I am currently writing a python script to generate every prime by brute force. I currently have a >5Mb file containing prime numbers and as the script runs it appends any new prime it finds so the file will keep getting bigger. Every time the script is run this file is read into a list which then gets looped over to calculate if the next number is a prime or not any new prime also gets appended to this list.
My question is, is it better to load this file into memory every time the script is run, or should I read the next line of the file in a for loop, process that against the number being checked, then load the next line?
The former creates a large list being held in memory but is very fast, the second would be slower because it has to read the file every time the loop iterates but I don't think it would use near the memory.
here is my code it takes a configuration file as an argument containing the number to start looking for primes at and the file to read/write primes to:
import sys, math, time
def is_prime(num,primes):
square = math.floor(math.sqrt(num))
print('using all prime numbers up to %d' % square)
for p in primes:
if p <= square:
print (p, end='\r')
if (num % p) == 0:
return False
else:
return True
return True
def main(argv):
if len(sys.argv) == 2:
try:
try:
f = open(sys.argv[1], 'r+')
except IOError:
sys.exit('Error: File %s does not exist in the current directory...\nUsage: generate_primes.py <prime_file>' % sys.argv[1])
f.close()
f = open(sys.argv[1], 'r+')
low = f.readlines()
f.close()
num_to_check = int(low[0].strip('\n'))
file_name = low[1].strip('\n')
print(num_to_check)
print(file_name)
if num_to_check % 2 == 0:
num_to_check += 1
f = open(file_name, 'a+')
f.seek(0)
primes = f.readlines()
print('Processing Primes...')
for key,i in enumerate(primes):
primes[key] = int(primes[key].strip('\n'))
if primes[-1] > num_to_check:
num_to_check = primes[-1]
print('Last saved prime is bigger than config value.\nDefaulting to largest saved prime... %d' % primes[-1])
time.sleep(2)
new_primes = 0
while True:
print('Checking: %s ' % str(num_to_check), end='')
if is_prime(num_to_check,primes):
print('Prime')
f.write('%s\n' % str(num_to_check))
primes.append(num_to_check)
new_primes += 1
else:
print('Composite')
num_to_check += 2
except KeyboardInterrupt:
config_name = time.strftime('%Y%m%d-%H%M%S')

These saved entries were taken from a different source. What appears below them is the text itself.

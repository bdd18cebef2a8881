use super::Array;
use crate::Order;

impl<T> Array<T> {
    pub fn is_row_major_contiguous(&self) -> bool {
        Order::RowMajor.is_contiguous(&self.shape, &self.strides)
    }

    pub fn is_column_major_contiguous(&self) -> bool {
        Order::ColumnMajor.is_contiguous(&self.shape, &self.strides)
    }

    pub fn is_contiguous(&self) -> bool {
        self.is_row_major_contiguous() || self.is_column_major_contiguous()
    }

    /// The order the strides are contiguous in. Row major wins when both
    /// apply, as for one-dimensional arrays.
    pub fn contiguous_order(&self) -> Option<Order> {
        if self.is_row_major_contiguous() {
            Some(Order::RowMajor)
        } else if self.is_column_major_contiguous() {
            Some(Order::ColumnMajor)
        } else {
            None
        }
    }

    /// Whether both arrays are contiguous in a common order.
    pub(crate) fn is_contiguous_like<U>(&self, other: &Array<U>) -> bool {
        (self.is_row_major_contiguous() && other.is_row_major_contiguous())
            || (self.is_column_major_contiguous() && other.is_column_major_contiguous())
    }

    /// Conservative aliasing test: true if either array's first element lies
    /// inside the other's reachable range.
    pub fn overlaps(&self, other: &Array<T>) -> bool {
        let (a, b) = (self.as_ptr(), other.as_ptr());
        let a_end = a.wrapping_add(self.data_len());
        let b_end = b.wrapping_add(other.data_len());
        (a <= b && b < a_end) || (b <= a && a < b_end)
    }
}

#[cfg(test)]
mod tests {
    use crate::{s, shape, Array, Order};

    #[test]
    fn fresh_arrays_are_contiguous() {
        for shape in [vec![], vec![4], vec![2, 3], vec![2, 0, 4], vec![3, 1, 2, 5]] {
            for order in [Order::RowMajor, Order::ColumnMajor] {
                let a = Array::<f32>::zeros(&shape, order);

                assert_eq!(a.strides(), shape::contiguous_strides(&shape, order));
                assert!(a.is_contiguous(), "{:?} {:?}", shape, order);
            }
        }
    }

    #[test]
    fn classify_layouts() {
        let a = Array::<f32>::zeros(&[2, 3], Order::RowMajor);

        assert!(a.is_row_major_contiguous());
        assert!(!a.is_column_major_contiguous());
        assert_eq!(a.contiguous_order(), Some(Order::RowMajor));

        let t = a.transpose();

        assert_eq!(t.contiguous_order(), Some(Order::ColumnMajor));

        let s = a.slice(s![.., 1..]);

        assert!(!s.is_contiguous());
        assert_eq!(s.contiguous_order(), None);

        let row = a.slice(s![1..2, ..]);

        assert!(row.is_row_major_contiguous());
    }

    #[test]
    fn one_dimensional_arrays_are_contiguous_in_both_orders() {
        let a = Array::range(0, 5);

        assert!(a.is_row_major_contiguous());
        assert!(a.is_column_major_contiguous());
        assert!(a.is_contiguous_like(&Array::range(0, 5)));
        assert!(!a.slice(s![..;2]).is_contiguous());
    }

    #[test]
    fn overlapping_views() {
        let a = Array::range(0, 11);
        let b = a.slice(s![..=5]);
        let c = a.slice(s![5..]);

        assert!(a.overlaps(&b));
        assert!(b.overlaps(&c));
        assert!(c.overlaps(&b));
        assert!(a.overlaps(&c));
    }

    #[test]
    fn disjoint_views() {
        let a = Array::range(0, 10);
        let b = a.slice(s![..5]);
        let c = a.slice(s![5..]);

        assert!(!b.overlaps(&c));
        assert!(!a.overlaps(&Array::range(0, 10)));
    }
}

print('Keyboard Interrupt: \n creating config file %s ... ' % config_name)
c = open(config_name,'w')
c.write('%d\n%s' % (num_to_check,file_name))
c.close()
f.close()
print('Done\nPrimes Found: %d\nExiting...' % new_primes)
sys.exit()
if __name__ == '__main__':
main(sys.argv[1:])
Note: the primes file cannot contain a solitary 1 otherwise every number will come up composite.
The one concern I have about only reading from the file is being able to get the value of the largest prime stored (aka. reading the last line in the file).